[EXERCISE AIM] All that should come back is the lines of the data below from the one containing "vec![3, 3], ..Default::default()" to the one containing "assert_eq!(cfg.boyce_nclass, 10);", inclusive, exactly as they stand.

[Source records]
==================================================

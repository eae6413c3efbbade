//! Pipeline options and the class scope derived from them.
use std::collections::BTreeSet;

use serde::{Deserialize, Deserializer, Serialize};

use crate::error::{PipelineError, Result};
use crate::forest::ForestParams;
use crate::legend::{is_sentinel, ClassId, CROPLAND_CLASS};
use crate::metrics::boyce::BoyceBinning;

/// Every recognized option of a run. Missing fields take their defaults.
#[derive(Debug, Clone, PartialEq, Serialize, Deserialize)]
#[serde(default)]
pub struct PipelineConfig {
    /// Model only transitions into the cropland class and keep only rows
    /// touching cropland.
    pub focus_on_cropland_transitions: bool,
    pub cropland_class: ClassId,
    /// Classes modeled when focus mode is off, in modeling order.
    pub all_classes: Vec<ClassId>,
    /// Fraction of valid cells kept for training, in (0, 1].
    pub sampling_factor: f64,
    pub random_seed: u64,
    /// Held-out fraction, in (0, 1).
    pub test_size: f64,
    pub hyperparameter_tuning: bool,
    pub n_estimators_range: Vec<usize>,
    /// `null` as a whole or as an entry means unbounded depth.
    #[serde(deserialize_with = "null_as_unbounded")]
    pub max_depth_range: Vec<Option<usize>>,
    pub min_samples_split_range: Vec<usize>,
    pub min_samples_leaf_range: Vec<usize>,
    pub default_n_estimators: usize,
    pub default_max_depth: Option<usize>,
    pub cv_folds: usize,
    /// Classes with fewer positive transitions are skipped.
    pub min_positive_samples: usize,
    /// Append the prior-epoch class as a categorical feature.
    pub include_prior_class: bool,
    /// 0 selects the moving-window Boyce index; > 0 fixed equal-width bins.
    pub boyce_nclass: usize,
    /// Number of window positions in moving-window mode.
    pub boyce_res: usize,
}

impl Default for PipelineConfig {
    fn default() -> Self {
        Self {
            focus_on_cropland_transitions: false,
            cropland_class: CROPLAND_CLASS,
            all_classes: vec![1, 2, 3, 4, 5, 6, 7, 14, 15],
            sampling_factor: 1.0,
            random_seed: 42,
            test_size: 0.3,
            hyperparameter_tuning: true,
            n_estimators_range: vec![50, 100, 200],
            max_depth_range: vec![Some(10), Some(20), None],
            min_samples_split_range: vec![2],
            min_samples_leaf_range: vec![1],
            default_n_estimators: 100,
            default_max_depth: Some(20),
            cv_folds: 5,
            min_positive_samples: 10,
            include_prior_class: false,
            boyce_nclass: 0,
            boyce_res: 100,
        }
    }
}

fn null_as_unbounded<'de, D: Deserializer<'de>>(
    d: D,
) -> std::result::Result<Vec<Option<usize>>, D::Error> {
    let v: Option<Vec<Option<usize>>> = Option::deserialize(d)?;
    Ok(v.unwrap_or_else(|| vec![None]))
}

impl PipelineConfig {
    /// Parse and validate a JSON document.
    pub fn from_json(text: &str) -> Result<Self> {
        let cfg: Self = serde_json::from_str(text)
            .map_err(|e| PipelineError::InvalidConfig(format!("parse error: {e}")))?;
        cfg.validate()?;
        Ok(cfg)
    }

    /// Reject out-of-range options before any data is touched.
    pub fn validate(&self) -> Result<()> {
        let bad = |msg: String| Err(PipelineError::InvalidConfig(msg));

        if !(self.sampling_factor > 0.0 && self.sampling_factor <= 1.0) {
            return bad(format!("sampling_factor must be in (0, 1], got {}", self.sampling_factor));
        }
        if !(self.test_size > 0.0 && self.test_size < 1.0) {
            return bad(format!("test_size must be in (0, 1), got {}", self.test_size));
        }
        if is_sentinel(self.cropland_class) {
            return bad(format!("cropland_class {} is a reserved sentinel", self.cropland_class));
        }
        let mut seen = BTreeSet::new();
        for &c in &self.all_classes {
            if !seen.insert(c) {
                return bad(format!("all_classes lists class {c} twice"));
            }
        }
        if !self.focus_on_cropland_transitions
            && self.all_classes.iter().all(|&c| is_sentinel(c))
        {
            return bad("all_classes has no modelable class".into());
        }
        if self.hyperparameter_tuning {
            if self.n_estimators_range.is_empty()
                || self.max_depth_range.is_empty()
                || self.min_samples_split_range.is_empty()
                || self.min_samples_leaf_range.is_empty()
            {
                return bad("hyperparameter candidate sets must be non-empty".into());
            }
            if self.n_estimators_range.contains(&0) {
                return bad("n_estimators_range contains 0".into());
            }
            if self.max_depth_range.contains(&Some(0)) {
                return bad("max_depth_range contains 0".into());
            }
            if self.min_samples_split_range.iter().any(|&s| s < 2) {
                return bad("min_samples_split_range values must be >= 2".into());
            }
            if self.min_samples_leaf_range.contains(&0) {
                return bad("min_samples_leaf_range contains 0".into());
            }
            if self.cv_folds < 2 {
                return bad(format!("cv_folds must be >= 2, got {}", self.cv_folds));
            }
        }
        if self.default_n_estimators == 0 {
            return bad("default_n_estimators must be positive".into());
        }
        if self.default_max_depth == Some(0) {
            return bad("default_max_depth must be positive or null".into());
        }
        if self.boyce_nclass == 1 {
            return bad("boyce_nclass must be 0 (moving window) or >= 2".into());
        }
        if self.boyce_nclass == 0 && self.boyce_res < 2 {
            return bad(format!("boyce_res must be >= 2, got {}", self.boyce_res));
        }
        Ok(())
    }

    /// Hyperparameters used when tuning is disabled.
    pub fn default_params(&self) -> ForestParams {
        ForestParams {
            n_estimators: self.default_n_estimators,
            max_depth: self.default_max_depth,
            ..ForestParams::default()
        }
    }

    pub fn boyce_binning(&self) -> BoyceBinning {
        BoyceBinning::from_nclass(self.boyce_nclass, self.boyce_res)
    }

    pub fn class_scope(&self) -> ClassScope {
        ClassScope::from_config(self)
    }
}

/// Which classes a run models, fixed once at startup.
#[derive(Debug, Clone, PartialEq, Eq, Serialize)]
#[serde(rename_all = "snake_case")]
pub enum ClassScope {
    /// Every configured class, sentinels removed, order kept.
    All(Vec<ClassId>),
    /// Focus mode: only the cropland class.
    Cropland(ClassId),
}

impl ClassScope {
    pub fn from_config(cfg: &PipelineConfig) -> Self {
        if cfg.focus_on_cropland_transitions {
            ClassScope::Cropland(cfg.cropland_class)
        } else {
            ClassScope::All(
                cfg.all_classes
                    .iter()
                    .copied()
                    .filter(|&c| !is_sentinel(c))
                    .collect(),
            )
        }
    }

    pub fn classes(&self) -> Vec<ClassId> {
        match self {
            ClassScope::All(classes) => classes.clone(),
            ClassScope::Cropland(c) => vec![*c],
        }
    }

    /// The cropland class when rows must be restricted to cropland.
    pub fn focus_class(&self) -> Option<ClassId> {
        match self {
            ClassScope::All(_) => None,
            ClassScope::Cropland(c) => Some(*c),
        }
    }
}

#[cfg(test)]
mod tests {
    use super::*;

    #[test]
    fn defaults_validate() {
        PipelineConfig::default().validate().unwrap();
    }

    #[test]
    fn scope_drops_sentinels_and_keeps_order() {
        let cfg = PipelineConfig {
            all_classes: vec![6, 0, 3, 999, 1],
            ..PipelineConfig::default()
        };
        assert_eq!(cfg.class_scope(), ClassScope::All(vec![6, 3, 1]));
    }

    #[test]
    fn focus_mode_scope_is_cropland_only() {
        let cfg = PipelineConfig {
            focus_on_cropland_transitions: true,
            ..PipelineConfig::default()
        };
        let scope = cfg.class_scope();
        assert_eq!(scope.classes(), vec![3]);
        assert_eq!(scope.focus_class(), Some(3));
    }

    #[test]
    fn out_of_range_options_are_rejected() {
        let cases = [
            PipelineConfig { sampling_factor: 0.0, ..Default::default() },
            PipelineConfig { sampling_factor: 1.5, ..Default::default() },
            PipelineConfig { test_size: 1.0, ..Default::default() },
            PipelineConfig { test_size: 0.0, ..Default::default() },
            PipelineConfig { n_estimators_range: vec![], ..Default::default() },
            PipelineConfig { max_depth_range: vec![Some(0)], ..Default::default() },
            PipelineConfig { cv_folds: 1, ..Default::default() },
            PipelineConfig { all_classes: vec![3, 3], ..Default::default() },
            PipelineConfig { all_classes: vec![0, 999], ..Default::default() },
            PipelineConfig { cropland_class: 999, ..Default::default() },
            PipelineConfig { boyce_nclass: 1, ..Default::default() },
            PipelineConfig { boyce_nclass: 0, boyce_res: 1, ..Default::default() },
        ];
        for cfg in cases {
            assert!(
                matches!(cfg.validate(), Err(PipelineError::InvalidConfig(_))),
                "accepted {cfg:?}"
            );
        }
    }

    #[test]
    fn json_null_max_depth_means_unbounded() {
        let cfg = PipelineConfig::from_json(r#"{"max_depth_range": null}"#).unwrap();
        assert_eq!(cfg.max_depth_range, vec![None]);

        let cfg = PipelineConfig::from_json(r#"{"max_depth_range": [5, null]}"#).unwrap();
        assert_eq!(cfg.max_depth_range, vec![Some(5), None]);
    }

    #[test]
    fn json_partial_document_keeps_defaults() {
        let cfg = PipelineConfig::from_json(
            r#"{"focus_on_cropland_transitions": true, "boyce_nclass": 10, "random_seed": 7}"#,
        )
        .unwrap();
        assert!(cfg.focus_on_cropland_transitions);
        assert_eq!(cfg.boyce_nclass, 10);
        assert_eq!(cfg.random_seed, 7);
        assert_eq!(cfg.test_size, 0.3);
        assert_eq!(cfg.boyce_binning(), BoyceBinning::Fixed { nclass: 10 });
    }

    #[test]
    fn json_invalid_values_fail_validation() {
        let err = PipelineConfig::from_json(r#"{"sampling_factor": 0}"#).unwrap_err();
        assert!(matches!(err, PipelineError::InvalidConfig(_)));
        let err = PipelineConfig::from_json("{not json").unwrap_err();
        assert!(matches!(err, PipelineError::InvalidConfig(_)));
    }
}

==================================================

[COMPLETED EXERCISE]
            PipelineConfig { all_classes: vec![3, 3], ..Default::default() },
            PipelineConfig { all_classes: vec![0, 999], ..Default::default() },
            PipelineConfig { cropland_class: 999, ..Default::default() },
            PipelineConfig { boyce_nclass: 1, ..Default::default() },
            PipelineConfig { boyce_nclass: 0, boyce_res: 1, ..Default::default() },
        ];
        for cfg in cases {
            assert!(
                matches!(cfg.validate(), Err(PipelineError::InvalidConfig(_))),
                "accepted {cfg:?}"
            );
        }
    }

    #[test]
    fn json_null_max_depth_means_unbounded() {
        let cfg = PipelineConfig::from_json(r#"{"max_depth_range": null}"#).unwrap();
        assert_eq!(cfg.max_depth_range, vec![None]);

        let cfg = PipelineConfig::from_json(r#"{"max_depth_range": [5, null]}"#).unwrap();
        assert_eq!(cfg.max_depth_range, vec![Some(5), None]);
    }

    #[test]
    fn json_partial_document_keeps_defaults() {
        let cfg = PipelineConfig::from_json(
            r#"{"focus_on_cropland_transitions": true, "boyce_nclass": 10, "random_seed": 7}"#,
        )
        .unwrap();
        assert!(cfg.focus_on_cropland_transitions);
        assert_eq!(cfg.boyce_nclass, 10);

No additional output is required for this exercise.